Apenas caben los retratos, la guitarra, el tequila, la sal, el pan de muertos, las flores y los rosarios sobre la mesa decorada con manteles coloridos y papel picado. Les ofrecemos lo que recordamos que les gustaba en vida al momento de partir. Lo de antes se va difuminando con la añoranza. Cuesta trabajo pensarles en sus otras vidas, las que vivieron antes de que entráramos en ellas, las que pasaron antes de nosotros. Qué complejidad implica esto de honrar las memorias; preservamos las que nos consuelan y enterramos las que más nos hacen llorar.
Hace mucho que no visito sus tumbas ni paso un 2 de noviembre rezándoles en el cementerio. Hace años que no me toca comer cañas de azúcar mientras recitamos las anécdotas familiares de siempre que se han vuelto tradición. No les he llevado coronas ni mariachi. Los honro desde aquí, a lo lejos, en otro país, detrás de un muro, en un idioma distinto, con colores y sabores ajenos hechos propios y con las ganas siempre de volver atrás.
Los revivo en notas y canciones, en las charlas que tengo con mis mellizos para explicarles quiénes fueron y porqué están ahí.
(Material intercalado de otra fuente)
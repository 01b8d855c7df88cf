// ABOUTME: Test utilities for agentdock-runtime, including a scripted stub model runtime.
// ABOUTME: Used in tests to simulate model replies without real API calls.

use std::collections::VecDeque;
use std::sync::Mutex;

use async_trait::async_trait;
use serde_json::Value;

use crate::runtime::{
    FunctionCall, ModelError, ModelReply, ModelRequest, ModelRuntime, ReplyPart,
};

/// A stub model runtime that plays back a scripted sequence of replies.
///
/// Each generate() call pops the next reply; running past the script is a
/// provider error, which makes over-consuming tests fail loudly.
pub struct StubRuntime {
    replies: Mutex<VecDeque<ModelReply>>,
}

impl StubRuntime {
    /// Create a stub that plays back the given replies in order.
    pub fn new(replies: Vec<ModelReply>) -> Self {
        Self {
            replies: Mutex::new(replies.into()),
        }
    }

    /// Create a stub that returns a single text reply.
    pub fn text(text: &str) -> Self {
        Self::new(vec![Self::text_reply(text)])
    }

    /// A reply consisting of one text part.
    pub fn text_reply(text: &str) -> ModelReply {
        ModelReply {
            parts: vec![ReplyPart::Text(text.to_string())],
        }
    }

    /// A reply consisting of one function call.
    pub fn call_reply(name: &str, args: Value) -> ModelReply {
        ModelReply {
            parts: vec![ReplyPart::Call(FunctionCall {
                call_id: None,
                name: name.to_string(),
                args,
            })],
        }
    }
}

#[async_trait]
impl ModelRuntime for StubRuntime {
    async fn generate(&self, _request: &ModelRequest) -> Result<ModelReply, ModelError> {
        self.replies
            .lock()
            .expect("stub mutex poisoned")
            .pop_front()
            .ok_or_else(|| ModelError::Provider("stub runtime has no replies left".to_string()))
    }

    fn provider_name(&self) -> &str {
        "stub"
    }

    fn model_name(&self) -> &str {
        "stub-model"
    }
}

#[cfg(test)]
mod tests {
    use super::*;
    use serde_json::json;

    fn empty_request() -> ModelRequest {
        ModelRequest {
            system: String::new(),
            messages: Vec::new(),
            tools: Vec::new(),
            native_search: false,
        }
    }

    #[tokio::test]
    async fn stub_plays_back_in_order() {
        let stub = StubRuntime::new(vec![
            StubRuntime::call_reply("f", json!({"a": 1})),
            StubRuntime::text_reply("done"),
        ]);

        let first = stub.generate(&empty_request()).await.unwrap();
        assert!(first.has_calls());
        assert_eq!(first.calls()[0].name, "f");

        let second = stub.generate(&empty_request()).await.unwrap();
        assert_eq!(second.text(), "done");
    }

    #[tokio::test]
    async fn exhausted_stub_errors() {
        let stub = StubRuntime::text("only one");
        stub.generate(&empty_request()).await.unwrap();

        let err = stub.generate(&empty_request()).await.unwrap_err();
        assert!(err.to_string().contains("no replies left"));
    }
}
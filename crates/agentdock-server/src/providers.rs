// ABOUTME: LLM provider status detection for the agentdock UI.
// ABOUTME: Reads environment variables to determine which providers are configured.

use serde::Serialize;

/// Status of a single LLM provider.
#[derive(Debug, Clone, Serialize)]
pub struct ProviderInfo {
    pub name: String,
    pub has_api_key: bool,
    pub model: String,
}

/// Overall provider status for the UI.
#[derive(Debug, Clone, Serialize)]
pub struct ProviderStatus {
    pub default_provider: String,
    pub default_model: Option<String>,
    pub providers: Vec<ProviderInfo>,
    pub any_available: bool,
}

impl ProviderStatus {
    /// Detect available LLM providers from environment variables.
    ///
    /// Checks for:
    /// - GOOGLE_API_KEY (or GEMINI_API_KEY) / GEMINI_MODEL
    /// - ANTHROPIC_API_KEY / ANTHROPIC_MODEL
    /// - OPENAI_API_KEY / OPENAI_MODEL
    /// - AGENTDOCK_DEFAULT_PROVIDER / AGENTDOCK_DEFAULT_MODEL
    ///
    /// Never exposes actual API key values.
    pub fn detect() -> Self {
        let default_provider = std::env::var("AGENTDOCK_DEFAULT_PROVIDER")
            .ok()
            .filter(|p| !p.is_empty())
            .unwrap_or_else(|| "gemini".to_string());
        let default_model = std::env::var("AGENTDOCK_DEFAULT_MODEL")
            .ok()
            .filter(|m| !m.is_empty());

        let gemini_key = env_present("GOOGLE_API_KEY") || env_present("GEMINI_API_KEY");
        let providers = vec![
            ProviderInfo {
                name: "gemini".to_string(),
                has_api_key: gemini_key,
                model: env_or("GEMINI_MODEL", "gemini-2.5-flash"),
            },
            ProviderInfo {
                name: "anthropic".to_string(),
                has_api_key: env_present("ANTHROPIC_API_KEY"),
                model: env_or("ANTHROPIC_MODEL", "claude-sonnet-4-5-20250929"),
            },
            ProviderInfo {
                name: "openai".to_string(),
                has_api_key: env_present("OPENAI_API_KEY"),
                model: env_or("OPENAI_MODEL", "gpt-4o"),
            },
        ];

        let any_available = providers.iter().any(|p| p.has_api_key);

        Self {
            default_provider,
            default_model,
            providers,
            any_available,
        }
    }

    /// A status with no providers configured, for tests.
    pub fn unavailable() -> Self {
        Self {
            default_provider: "gemini".to_string(),
            default_model: None,
            providers: Vec::new(),
            any_available: false,
        }
    }
}

fn env_present(var: &str) -> bool {
    std::env::var(var).ok().filter(|v| !v.is_empty()).is_some()
}

fn env_or(var: &str, default: &str) -> String {
    std::env::var(var)
        .ok()
        .filter(|v| !v.is_empty())
        .unwrap_or_else(|| default.to_string())
}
Qué difícil es esto de reconstruir con palabras lo mucho que significaron en vida y lo mucho que sus silencios pesan. Me cobijo con eso que me dejaron en las miradas curiosas de mis hijos. Y reímos, bueno, ellos; a mí se me caen discretamente las lágrimas. Las contengo apenas, a veces. Me hacen falta y me aterroriza pensar que algún día yo les haré falta, o así quiero creerlo.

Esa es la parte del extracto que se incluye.